## REQUIRED ACTION
Write the records out again, unchanged.

++++++++++

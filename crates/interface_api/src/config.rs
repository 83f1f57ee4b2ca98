//! API configuration

use domain_receivables::LedgerConfig;
use serde::Deserialize;

/// API configuration
///
/// Read from `RECEIVABLES_`-prefixed environment variables; nested ledger
/// settings use a double underscore, e.g. `RECEIVABLES_LEDGER__MAX_APPEND_ATTEMPTS`.
#[derive(Debug, Clone, Deserialize)]
#[serde(default)]
pub struct ApiConfig {
    /// Server host
    pub host: String,
    /// Server port
    pub port: u16,
    /// Database URL
    pub database_url: String,
    /// Log level, used when `RUST_LOG` is unset
    pub log_level: String,
    /// Upper bound of the database pool
    pub max_connections: u32,
    pub ledger: LedgerConfig,
}

impl Default for ApiConfig {
    fn default() -> Self {
        Self {
            host: "0.0.0.0".to_string(),
            port: 8080,
            database_url: "postgres://localhost/receivables".to_string(),
            log_level: "info".to_string(),
            max_connections: 10,
            ledger: LedgerConfig::default(),
        }
    }
}

impl ApiConfig {
    /// Loads configuration from environment, defaulting anything unset
    pub fn from_env() -> Result<Self, config::ConfigError> {
        config::Config::builder()
            .add_source(
                config::Environment::with_prefix("RECEIVABLES")
                    .prefix_separator("_")
                    .separator("__")
                    .try_parsing(true),
            )
            .build()?
            .try_deserialize()
    }

    /// Returns the server address
    pub fn server_addr(&self) -> String {
        format!("{}:{}", self.host, self.port)
    }
}
//! Request handlers

pub mod customers;
pub mod health;
pub mod reports;
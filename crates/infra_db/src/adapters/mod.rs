//! Domain Adapters
//!
//! PostgreSQL implementations of the receivables ports. Each adapter:
//! - Implements one or more port traits from `domain_receivables`
//! - Translates between domain types and repository row types
//! - Maps `DatabaseError` to `PortError`
//!
//! ```rust,ignore
//! use infra_db::adapters::{PostgresBusinessRecords, PostgresLedgerStore};
//!
//! let store = Arc::new(PostgresLedgerStore::new(pool.clone()));
//! let records = Arc::new(PostgresBusinessRecords::new(pool));
//! ```

pub mod ledger;
pub mod records;

pub use ledger::PostgresLedgerStore;
pub use records::PostgresBusinessRecords;
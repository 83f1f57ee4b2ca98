//! Unit tests for the Identifiers module
//!
//! Covers creation, parsing, conversion and display of the ledger's
//! identifier types.

use core_kernel::{
    CustomerId, LedgerEntryId, SaleId, PaymentId, ReturnId, ReceiptId, AdjustmentId,
};
use uuid::Uuid;

mod customer_id_tests {
    use super::*;

    #[test]
    fn test_new_generates_unique_ids() {
        let id1 = CustomerId::new();
        let id2 = CustomerId::new();
        assert_ne!(id1, id2);
    }

    #[test]
    fn test_from_uuid() {
        let uuid = Uuid::new_v4();
        let id = CustomerId::from_uuid(uuid);
        assert_eq!(*id.as_uuid(), uuid);
    }

    #[test]
    fn test_from_str_without_prefix() {
        let uuid = Uuid::new_v4();
        let parsed: CustomerId = uuid.to_string().parse().unwrap();
        assert_eq!(*parsed.as_uuid(), uuid);
    }

    #[test]
    fn test_from_str_rejects_garbage() {
        assert!("CUS-not-a-uuid".parse::<CustomerId>().is_err());
    }

    #[test]
    fn test_json_is_bare_uuid() {
        let id = CustomerId::new();
        let json = serde_json::to_string(&id).unwrap();
        assert_eq!(json, format!("\"{}\"", id.as_uuid()));

        let deserialized: CustomerId = serde_json::from_str(&json).unwrap();
        assert_eq!(id, deserialized);
    }
}

mod ledger_entry_id_tests {
    use super::*;

    #[test]
    fn test_new_v7_generates_time_ordered_ids() {
        let id1 = LedgerEntryId::new_v7();
        std::thread::sleep(std::time::Duration::from_millis(1));
        let id2 = LedgerEntryId::new_v7();
        assert!(id1 < id2);
    }
}

mod prefixes {
    use super::*;

    #[test]
    fn test_all_prefixes() {
        assert_eq!(CustomerId::prefix(), "CUS");
        assert_eq!(LedgerEntryId::prefix(), "LED");
        assert_eq!(SaleId::prefix(), "SAL");
        assert_eq!(PaymentId::prefix(), "PAY");
        assert_eq!(ReturnId::prefix(), "RET");
        assert_eq!(ReceiptId::prefix(), "RCP");
        assert_eq!(AdjustmentId::prefix(), "ADJ");
    }

    #[test]
    fn test_display_uses_prefix() {
        assert!(SaleId::new().to_string().starts_with("SAL-"));
        assert!(ReceiptId::new().to_string().starts_with("RCP-"));
    }
}

mod reference_ids {
    use super::*;

    #[test]
    fn test_different_id_types_share_uuid_space() {
        let uuid = Uuid::new_v4();
        let sale: Uuid = SaleId::from(uuid).into();
        let ret: Uuid = ReturnId::from(uuid).into();
        assert_eq!(sale, ret);
    }
}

++++++++++

## RESULT OF THIS EXERCISE
filename crates/interface_api/src/config.rs
repository 83f1f57ee4b2ca98
//! API configuration

use domain_receivables::LedgerConfig;
use serde::Deserialize;

/// API configuration
///
/// Read from `RECEIVABLES_`-prefixed environment variables; nested ledger
/// settings use a double underscore, e.g. `RECEIVABLES_LEDGER__MAX_APPEND_ATTEMPTS`.
#[derive(Debug, Clone, Deserialize)]
#[serde(default)]
pub struct ApiConfig {
    /// Server host
    pub host: String,
    /// Server port
    pub port: u16,
    /// Database URL
    pub database_url: String,
    /// Log level, used when `RUST_LOG` is unset
    pub log_level: String,
    /// Upper bound of the database pool
    pub max_connections: u32,
    pub ledger: LedgerConfig,
}

impl Default for ApiConfig {
    fn default() -> Self {
        Self {
            host: "0.0.0.0".to_string(),
            port: 8080,
            database_url: "postgres://localhost/receivables".to_string(),
            log_level: "info".to_string(),
            max_connections: 10,
            ledger: LedgerConfig::default(),
        }
    }
}

impl ApiConfig {
    /// Loads configuration from environment, defaulting anything unset
    pub fn from_env() -> Result<Self, config::ConfigError> {
        config::Config::builder()
            .add_source(
                config::Environment::with_prefix("RECEIVABLES")
                    .prefix_separator("_")
                    .separator("__")
                    .try_parsing(true),
            )
            .build()?
            .try_deserialize()
    }

    /// Returns the server address
    pub fn server_addr(&self) -> String {
        format!("{}:{}", self.host, self.port)
    }
}
//! Request handlers

pub mod customers;
pub mod health;
pub mod reports;
filename crates/infra_db/src/adapters/mod.rs
//! Domain Adapters
//!
//! PostgreSQL implementations of the receivables ports. Each adapter:
//! - Implements one or more port traits from `domain_receivables`
//! - Translates between domain types and repository row types
//! - Maps `DatabaseError` to `PortError`
//!
//! ```rust,ignore
//! use infra_db::adapters::{PostgresBusinessRecords, PostgresLedgerStore};
//!
//! let store = Arc::new(PostgresLedgerStore::new(pool.clone()));
//! let records = Arc::new(PostgresBusinessRecords::new(pool));
//! ```

pub mod ledger;
pub mod records;

pub use ledger::PostgresLedgerStore;
pub use records::PostgresBusinessRecords;
repository 83f1f57ee4b2ca98
//! Unit tests for the Identifiers module
//!
//! Covers creation, parsing, conversion and display of the ledger's
//! identifier types.

use core_kernel::{
    CustomerId, LedgerEntryId, SaleId, PaymentId, ReturnId, ReceiptId, AdjustmentId,
};
use uuid::Uuid;

mod customer_id_tests {
    use super::*;

    #[test]
    fn test_new_generates_unique_ids() {
        let id1 = CustomerId::new();
        let id2 = CustomerId::new();
        assert_ne!(id1, id2);
    }

    #[test]
    fn test_from_uuid() {
        let uuid = Uuid::new_v4();
        let id = CustomerId::from_uuid(uuid);
        assert_eq!(*id.as_uuid(), uuid);
    }

    #[test]
    fn test_from_str_without_prefix() {
        let uuid = Uuid::new_v4();
        let parsed: CustomerId = uuid.to_string().parse().unwrap();
        assert_eq!(*parsed.as_uuid(), uuid);
    }

    #[test]
    fn test_from_str_rejects_garbage() {
        assert!("CUS-not-a-uuid".parse::<CustomerId>().is_err());
    }

    #[test]
    fn test_json_is_bare_uuid() {
        let id = CustomerId::new();
        let json = serde_json::to_string(&id).unwrap();
        assert_eq!(json, format!("\"{}\"", id.as_uuid()));

        let deserialized: CustomerId = serde_json::from_str(&json).unwrap();
        assert_eq!(id, deserialized);
    }
}

mod ledger_entry_id_tests {
    use super::*;

    #[test]
    fn test_new_v7_generates_time_ordered_ids() {
        let id1 = LedgerEntryId::new_v7();
        std::thread::sleep(std::time::Duration::from_millis(1));
        let id2 = LedgerEntryId::new_v7();
        assert!(id1 < id2);
    }
}

mod prefixes {
    use super::*;

    #[test]
    fn test_all_prefixes() {
        assert_eq!(CustomerId::prefix(), "CUS");
        assert_eq!(LedgerEntryId::prefix(), "LED");
        assert_eq!(SaleId::prefix(), "SAL");
        assert_eq!(PaymentId::prefix(), "PAY");
        assert_eq!(ReturnId::prefix(), "RET");
        assert_eq!(ReceiptId::prefix(), "RCP");
        assert_eq!(AdjustmentId::prefix(), "ADJ");
    }

    #[test]
    fn test_display_uses_prefix() {
        assert!(SaleId::new().to_string().starts_with("SAL-"));
        assert!(ReceiptId::new().to_string().starts_with("RCP-"));
    }
}

mod reference_ids {
    use super::*;

    #[test]
    fn test_different_id_types_share_uuid_space() {
        let uuid = Uuid::new_v4();
        let sale: Uuid = SaleId::from(uuid).into();
        let ret: Uuid = ReturnId::from(uuid).into();
        assert_eq!(sale, ret);
    }
}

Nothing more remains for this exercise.